Hacia finales de la década de los noventa desarrollaba funciones en el sector Logística del Banco Francés, entidad que por entonces había pasado a manos del grupo financiero internacional BBVA. Este sector estaba compuesto por varios compañeros que se dedicaban a organizar, analizar y gestionar las licitaciones de los distintos rubros: construcción, seguridad, mantenimiento, mobiliario, útiles, en función de una planificación de compras establecida desde las más altas jerarquías.  Yo venía desde un sector al que podíamos definir como economato, submundo dentro de la misma área que se dedicaba al inciso de la distribución de esos mismos insumos hacia todas las sucursales del país. Llegado al lugar, de inmediato, me encargaron la tarea de controlar la gestión administrativa. Por mis manos pasaban todas las facturas del sector las cuales debía cargar no solo en el sistema contable central sino además en una planilla diseñada en Excel para control interno, además de hacer todo el recorrido de firmas, establecidos por norma interna, de acuerdo a los montos establecidos. Al poco tiempo fui ascendido al rango de gestor de compras del área construcción, remodelación y mantenimiento de sucursales. Era responsable de las compras y contrataciones por un global que ascendía a los 30 millones de dólares anuales,  además de proseguir con mi tarea de control de gestión del presupuesto.
Llegadas las primeras fiestas navideñas en mi nuevo lugar de trabajo noto con cierta desconfianza que comienzan a llegar a mí nombre infinidad de regalos empresariales. Relojes, ropa, electrodomésticos, órdenes de compra, anteojos ahumados, finas agendas, lapiceras de excelsa calidad, cajas de habanos cubanos, encendedores, set de instrumental para vinería, vinos y espumantes de las mejores bodegas nacionales, canastas con productos para la época, encurtidos, embutidos, detalles estos que ciertamente me incomodaron ya que venían de parte de las empresas que participaban en las licitaciones que yo llevaba adelante. Hablo de empresas constructoras, fábricas de muebles, corporaciones de mantenimiento, de electricidad, de revestimientos. Tristemente ningún libro, ni siquiera un CD. Lo primero que hice fue consultar a mis superiores sobre la situación. No me interesaba recibir dádivas, estaba muy contento con mi trabajo y con mi salario como para permitirme pensar en atajos que choquen de frente con mi forma ética de pensar y de sentir la vida. No te preocupés, me dijo el subgerente. Todos reciben regalos empresariales, acaso vos, por el lugar que ocupás va a recibir más, pero no te calentés, aceptalos. Nadie lo va a tomar a mal. De hecho a mi me los mandan a casa, y te puedo asegurar que son de otro target. Además la totalidad de los proveedores los envían, de manera que a nadie vamos a beneficiar ni a perjudicar, creo que en el fondo lo hacen para no quedar descolgados y en desventaja. De todas formas me alegra que me lo hayas preguntado, habla bien de lo que sos como tipo, no me equivoqué al traerte al piso, finalizó mi superior.

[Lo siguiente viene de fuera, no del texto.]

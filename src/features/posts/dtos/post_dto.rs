use std::path::Path;

use chrono::{DateTime, Utc};
use serde::{Deserialize, Serialize};
use utoipa::{IntoParams, ToSchema};
use uuid::Uuid;

use crate::features::posts::models::Visibility;
use crate::modules::storage::FileDescriptor;

/// A post in the resolved feed, with author display names attached
#[derive(Debug, Serialize, ToSchema)]
pub struct PostFeedDto {
    pub id: Uuid,
    pub title: String,
    pub content: String,
    pub visibility: Visibility,
    pub labels: Option<String>,
    pub user_id: Uuid,
    /// Display name of the authoring user
    pub author: String,
    pub video_link: Option<String>,
    pub files: Option<Vec<FileDescriptor>>,
    pub teachers_only: bool,
    pub created_at: DateTime<Utc>,
    pub comments: Vec<CommentFeedDto>,
}

/// A comment in the resolved feed
#[derive(Debug, Serialize, ToSchema)]
pub struct CommentFeedDto {
    pub id: Uuid,
    pub content: String,
    pub user_id: Uuid,
    /// Display name of the authoring user
    pub author: String,
    pub created_at: DateTime<Utc>,
}

#[derive(Debug, Deserialize, IntoParams)]
pub struct FeedQuery {
    /// Username of the requesting user
    pub username: String,
}

#[derive(Debug, Deserialize, IntoParams)]
pub struct DeletePostQuery {
    pub id: Uuid,
}

/// Multipart form for post creation (Swagger documentation only; the
/// handler uses axum's Multipart extractor directly).
#[derive(Debug, ToSchema)]
#[allow(dead_code)]
pub struct CreatePostDto {
    pub title: String,
    pub content: String,
    /// PUBLIC (default) or PRIVATE
    pub visibility: Option<String>,
    pub labels: Option<String>,
    /// Sent as `videoLink`
    pub video_link: Option<String>,
    /// Sent as `teachersOnly`; "true" restricts the post to teachers and admins
    pub teachers_only: Option<String>,
    /// Sent as `groupIds`: comma-separated group ids a PRIVATE post is shared with
    pub group_ids: Option<String>,
    /// Attachments (any field carrying a filename)
    #[schema(format = Binary, content_media_type = "application/octet-stream")]
    pub file: Option<String>,
}

/// An attachment parsed out of the multipart request, validated but not yet
/// stored
#[derive(Debug, Clone)]
pub struct NewAttachment {
    pub filename: String,
    pub mimetype: String,
    pub data: Vec<u8>,
}

/// Validated input for post creation
#[derive(Debug)]
pub struct NewPostInput {
    pub title: String,
    pub content: String,
    pub visibility: Visibility,
    pub labels: Option<String>,
    pub video_link: Option<String>,
    pub teachers_only: bool,
    pub group_ids: Vec<Uuid>,
    pub attachments: Vec<NewAttachment>,
}

/// MIME types accepted for non-image attachments (.doc/.docx/.xls/.xlsx)
pub const ALLOWED_DOCUMENT_MIME_TYPES: &[&str] = &[
    "application/msword",
    "application/vnd.openxmlformats-officedocument.wordprocessingml.document",
    "application/vnd.ms-excel",
    "application/vnd.openxmlformats-officedocument.spreadsheetml.sheet",
];

/// Extension fallback for clients that upload documents with a generic MIME
/// type
pub const ALLOWED_DOCUMENT_EXTENSIONS: &[&str] = &["doc", "docx", "xls", "xlsx"];

/// Attachment allow-list: any image, plus office documents by MIME type or
/// extension
pub fn is_attachment_allowed(mimetype: &str, filename: &str) -> bool {
    if mimetype.starts_with("image/") {
        return true;
    }
    if ALLOWED_DOCUMENT_MIME_TYPES.contains(&mimetype) {
        return true;
    }

    Path::new(filename)
        .extension()
        .and_then(|ext| ext.to_str())
        .map(|ext| {
            let ext = ext.to_ascii_lowercase();
            ALLOWED_DOCUMENT_EXTENSIONS.contains(&ext.as_str())
        })
        .unwrap_or(false)
}

#[cfg(test)]
mod tests {
    use super::*;

    #[test]
    fn images_are_allowed() {
        assert!(is_attachment_allowed("image/png", "photo.png"));
        assert!(is_attachment_allowed("image/webp", "whatever"));
    }

    #[test]
    fn office_documents_are_allowed_by_mime_type() {
        assert!(is_attachment_allowed("application/msword", "report"));
        assert!(is_attachment_allowed(
            "application/vnd.openxmlformats-officedocument.spreadsheetml.sheet",
            "sheet"
        ));
    }

    #[test]
    fn office_documents_are_allowed_by_extension_fallback() {
        assert!(is_attachment_allowed("application/octet-stream", "report.docx"));
        assert!(is_attachment_allowed("application/octet-stream", "table.XLS"));
    }

    #[test]
    fn other_types_are_rejected() {
        assert!(!is_attachment_allowed("application/pdf", "file.pdf"));
        assert!(!is_attachment_allowed("text/html", "page.html"));
        assert!(!is_attachment_allowed("application/octet-stream", "binary.exe"));
        assert!(!is_attachment_allowed("application/octet-stream", "noext"));
    }
}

Pasaron los días y era imposible intentar consumir o utilizar las atenciones que gentilmente me obsequiaban las empresas, me daba vergüenza tener que tomar diariamente  un taxi para irme a casa por la cantidad de bultos a cargar y no volver, como de costumbre, en el subte de las 6.15 PM Buenos Aires, de manera que comencé a socializar el arca de la buenaventura con algunos de mis compañeros, sobre todo con aquellos que no tenían tanta suerte ya que su ítem de contratación no contaba con una lista de proveedores extensa. Para qué quería yo diez relojes, por más Seiko, Omega, Tressa, Citizen, Tissot o Bulova que sean, lo mismo sucedía con los anteojos ahumados o con la ropa, o con la comida o con la bebida. Y así familia y amigos comenzaron a disfrutar, junto conmigo y con Dorita de nuestro modesto gordo de año nuevo. Nunca me lamenté por haberlo hecho, incluso cuando tiempo después nos llegó la mala y muchos de ellos comenzaron a darnos la espalda. Éramos felices compartiendo, valía la pena disfrutar de esa mueca de asombro cuando la mano se extendía.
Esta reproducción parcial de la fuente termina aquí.